Aarti Malhotra, PhD candidate
David R. Cheriton School of Computer Science
Supervisor: Professor Jesse Hoey
Emotions are known to influence humans’ feeling, thinking, behaving and surviving in general. Artificial Intelligence (AI) research has largely focused on rational thinking, decision-making, goal achievement, and reward maximization. AI agents have been given deliberative capabilities to fulfill tasks and to interact with the environment, but there has been relatively limited focus on making them emotionally intelligent and able to handle a social world. Emotions are studied more from a detection and generation perspective, but only some studies focus on utilizing emotions in decision-making and behavior.
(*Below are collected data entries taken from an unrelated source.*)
//! Catalog business logic - Handles categories, units of measure and suppliers.
//!
//! These are the reference lists drugs and purchases point at by name. Names are
//! unique; a duplicate surfaces as `UniqueConstraintViolation` from the database.
//! The lists configured in `config.toml` are seeded on startup by [`seed_catalog`].

use crate::{
    config::settings::AppConfig,
    entities::{Category, Supplier, Unit, category, supplier, unit},
    errors::{Error, Result, required_text},
};
use sea_orm::{QueryOrder, Set, prelude::*};
use serde::Serialize;
use tracing::{debug, info};

fn not_found(entity: &'static str, id: i64) -> impl FnOnce() -> Error {
    move || Error::NotFound {
        entity,
        id: id.to_string(),
    }
}

// ---- Categories ----

/// Creates a category after trimming its name.
///
/// # Errors
/// Returns an error if:
/// - The name is empty or whitespace-only
/// - A category with this name already exists
pub async fn create_category<C>(db: &C, name: &str) -> Result<category::Model>
where
    C: ConnectionTrait,
{
    let name = required_text("Category name", name)?;
    let created = category::ActiveModel {
        name: Set(name),
        ..Default::default()
    }
    .insert(db)
    .await?;
    info!(category = %created.name, "category created");
    Ok(created)
}

/// Retrieves all categories ordered alphabetically by name.
pub async fn list_categories<C>(db: &C) -> Result<Vec<category::Model>>
where
    C: ConnectionTrait,
{
    Category::find()
        .order_by_asc(category::Column::Name)
        .all(db)
        .await
        .map_err(Into::into)
}

/// Finds a category by its exact name.
pub async fn get_category_by_name<C>(db: &C, name: &str) -> Result<Option<category::Model>>
where
    C: ConnectionTrait,
{
    Category::find()
        .filter(category::Column::Name.eq(name))
        .one(db)
        .await
        .map_err(Into::into)
}

/// Renames a category.
///
/// # Errors
/// `NotFound` for an unknown id, `Validation` for a blank name,
/// `UniqueConstraintViolation` when the new name is taken.
pub async fn rename_category<C>(db: &C, category_id: i64, name: &str) -> Result<category::Model>
where
    C: ConnectionTrait,
{
    let name = required_text("Category name", name)?;
    let mut model: category::ActiveModel = Category::find_by_id(category_id)
        .one(db)
        .await?
        .ok_or_else(not_found("Category", category_id))?
        .into();
    model.name = Set(name);
    model.update(db).await.map_err(Into::into)
}

/// Deletes a category.
pub async fn delete_category<C>(db: &C, category_id: i64) -> Result<()>
where
    C: ConnectionTrait,
{
    let result = Category::delete_by_id(category_id).exec(db).await?;
    if result.rows_affected == 0 {
        return Err(not_found("Category", category_id)());
    }
    Ok(())
}

// ---- Units ----

/// Creates a unit of measure after trimming its name.
pub async fn create_unit<C>(db: &C, name: &str) -> Result<unit::Model>
where
    C: ConnectionTrait,
{
    let name = required_text("Unit name", name)?;
    let created = unit::ActiveModel {
        name: Set(name),
        ..Default::default()
    }
    .insert(db)
    .await?;
    info!(unit = %created.name, "unit created");
    Ok(created)
}

/// Retrieves all units ordered alphabetically by name.
pub async fn list_units<C>(db: &C) -> Result<Vec<unit::Model>>
where
    C: ConnectionTrait,
{
    Unit::find()
        .order_by_asc(unit::Column::Name)
        .all(db)
        .await
        .map_err(Into::into)
}

/// Finds a unit by its exact name.
pub async fn get_unit_by_name<C>(db: &C, name: &str) -> Result<Option<unit::Model>>
where
    C: ConnectionTrait,
{
    Unit::find()
        .filter(unit::Column::Name.eq(name))
        .one(db)
        .await
        .map_err(Into::into)
}

/// Renames a unit.
pub async fn rename_unit<C>(db: &C, unit_id: i64, name: &str) -> Result<unit::Model>
where
    C: ConnectionTrait,
{
    let name = required_text("Unit name", name)?;
    let mut model: unit::ActiveModel = Unit::find_by_id(unit_id)
        .one(db)
        .await?
        .ok_or_else(not_found("Unit", unit_id))?
        .into();
    model.name = Set(name);
    model.update(db).await.map_err(Into::into)
}

/// Deletes a unit.
pub async fn delete_unit<C>(db: &C, unit_id: i64) -> Result<()>
where
    C: ConnectionTrait,
{
    let result = Unit::delete_by_id(unit_id).exec(db).await?;
    if result.rows_affected == 0 {
        return Err(not_found("Unit", unit_id)());
    }
    Ok(())
}

// ---- Suppliers ----

/// Input for [`create_supplier`]
#[derive(Debug, Clone, Default)]
pub struct NewSupplier {
    /// Unique name
    pub name: String,
    /// Postal address
    pub address: Option<String>,
    /// Contact phone number
    pub phone: Option<String>,
}

/// Partial update for [`update_supplier`]
#[derive(Debug, Clone, Default)]
pub struct SupplierChanges {
    /// New name
    pub name: Option<String>,
    /// New address, `Some(None)` clears it
    pub address: Option<Option<String>>,
    /// New phone number, `Some(None)` clears it
    pub phone: Option<Option<String>>,
}

/// Creates a supplier after trimming its name.
///
/// # Errors
/// Returns an error if:
/// - The name is empty or whitespace-only
/// - A supplier with this name already exists
pub async fn create_supplier<C>(db: &C, new_supplier: NewSupplier) -> Result<supplier::Model>
where
    C: ConnectionTrait,
{
    let name = required_text("Supplier name", &new_supplier.name)?;
    let created = supplier::ActiveModel {
        name: Set(name),
        address: Set(new_supplier.address),
        phone: Set(new_supplier.phone),
        ..Default::default()
    }
    .insert(db)
    .await?;
    info!(supplier = %created.name, "supplier created");
    Ok(created)
}

/// Retrieves all suppliers ordered alphabetically by name.
pub async fn list_suppliers<C>(db: &C) -> Result<Vec<supplier::Model>>
where
    C: ConnectionTrait,
{
    Supplier::find()
        .order_by_asc(supplier::Column::Name)
        .all(db)
        .await
        .map_err(Into::into)
}

/// Finds a supplier by its exact name.
pub async fn get_supplier_by_name<C>(db: &C, name: &str) -> Result<Option<supplier::Model>>
where
    C: ConnectionTrait,
{
    Supplier::find()
        .filter(supplier::Column::Name.eq(name))
        .one(db)
        .await
        .map_err(Into::into)
}

/// Finds a supplier by id.
pub async fn get_supplier_by_id<C>(db: &C, supplier_id: i64) -> Result<Option<supplier::Model>>
where
    C: ConnectionTrait,
{
    Supplier::find_by_id(supplier_id)
        .one(db)
        .await
        .map_err(Into::into)
}

/// Applies a partial edit to a supplier.
pub async fn update_supplier<C>(
    db: &C,
    supplier_id: i64,
    changes: SupplierChanges,
) -> Result<supplier::Model>
where
    C: ConnectionTrait,
{
    let mut model: supplier::ActiveModel = Supplier::find_by_id(supplier_id)
        .one(db)
        .await?
        .ok_or_else(not_found("Supplier", supplier_id))?
        .into();

    if let Some(name) = changes.name {
        model.name = Set(required_text("Supplier name", &name)?);
    }
    if let Some(address) = changes.address {
        model.address = Set(address);
    }
    if let Some(phone) = changes.phone {
        model.phone = Set(phone);
    }

    model.update(db).await.map_err(Into::into)
}

/// Deletes a supplier.
pub async fn delete_supplier<C>(db: &C, supplier_id: i64) -> Result<()>
where
    C: ConnectionTrait,
{
    let result = Supplier::delete_by_id(supplier_id).exec(db).await?;
    if result.rows_affected == 0 {
        return Err(not_found("Supplier", supplier_id)());
    }
    Ok(())
}

// ---- Seeding ----

/// Number of records inserted by [`seed_catalog`].
#[derive(Debug, Clone, Copy, Default, PartialEq, Eq, Serialize)]
pub struct SeedReport {
    /// Categories inserted
    pub categories: usize,
    /// Units inserted
    pub units: usize,
    /// Suppliers inserted
    pub suppliers: usize,
}

/// Inserts every configured category, unit and supplier that is not already present.
///
/// Existing records are left as they are, so running this on every startup is safe.
pub async fn seed_catalog<C>(db: &C, config: &AppConfig) -> Result<SeedReport>
where
    C: ConnectionTrait,
{
    let mut report = SeedReport::default();

    for name in &config.categories {
        if get_category_by_name(db, name.trim()).await?.is_none() {
            create_category(db, name).await?;
            report.categories += 1;
        } else {
            debug!(category = %name, "category already present");
        }
    }

    for name in &config.units {
        if get_unit_by_name(db, name.trim()).await?.is_none() {
            create_unit(db, name).await?;
            report.units += 1;
        } else {
            debug!(unit = %name, "unit already present");
        }
    }

    for supplier_config in &config.suppliers {
        if get_supplier_by_name(db, supplier_config.name.trim()).await?.is_none() {
            create_supplier(
                db,
                NewSupplier {
                    name: supplier_config.name.clone(),
                    address: supplier_config.address.clone(),
                    phone: supplier_config.phone.clone(),
                },
            )
            .await?;
            report.suppliers += 1;
        } else {
            debug!(supplier = %supplier_config.name, "supplier already present");
        }
    }

    info!(
        categories = report.categories,
        units = report.units,
        suppliers = report.suppliers,
        "catalog seeded"
    );
    Ok(report)
}
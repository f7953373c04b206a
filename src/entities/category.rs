//! Category entity - Named drug categories.

use sea_orm::entity::prelude::*;
use serde::{Deserialize, Serialize};

/// Category database model
#[derive(Clone, Debug, PartialEq, Eq, DeriveEntityModel, Serialize, Deserialize)]
#[sea_orm(table_name = "categories")]
pub struct Model {
    /// Unique identifier
    #[sea_orm(primary_key)]
    pub id: i64,
    /// Unique category name
    #[sea_orm(unique)]
    pub name: String,
}

#[derive(Copy, Clone, Debug, EnumIter, DeriveRelation)]
pub enum Relation {}

impl ActiveModelBehavior for ActiveModel {}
We systematically survey existing computational models of emotions in decision-making that are implemented in the form of computer simulations or systems. This brings forward a unified perspective to this interdisciplinary topic, while highlighting practical usability of such systems. Based on 129 articles analyzed, we found 102 unique models and extracted features related to the emotions, decision-making and the link between them. We synthesize the extracted data into four conceptual model types, viz. Matching, Appraisal and Coping, Decision-theoretic and Parametric and provide a process view of each type. These range from simple to complex computational mechanisms. Additionally, we extract supplementary implementation information for all the articles. This survey may help researchers and practitioners to advance affective computing, in making socially intelligent agents more emotionally aligned.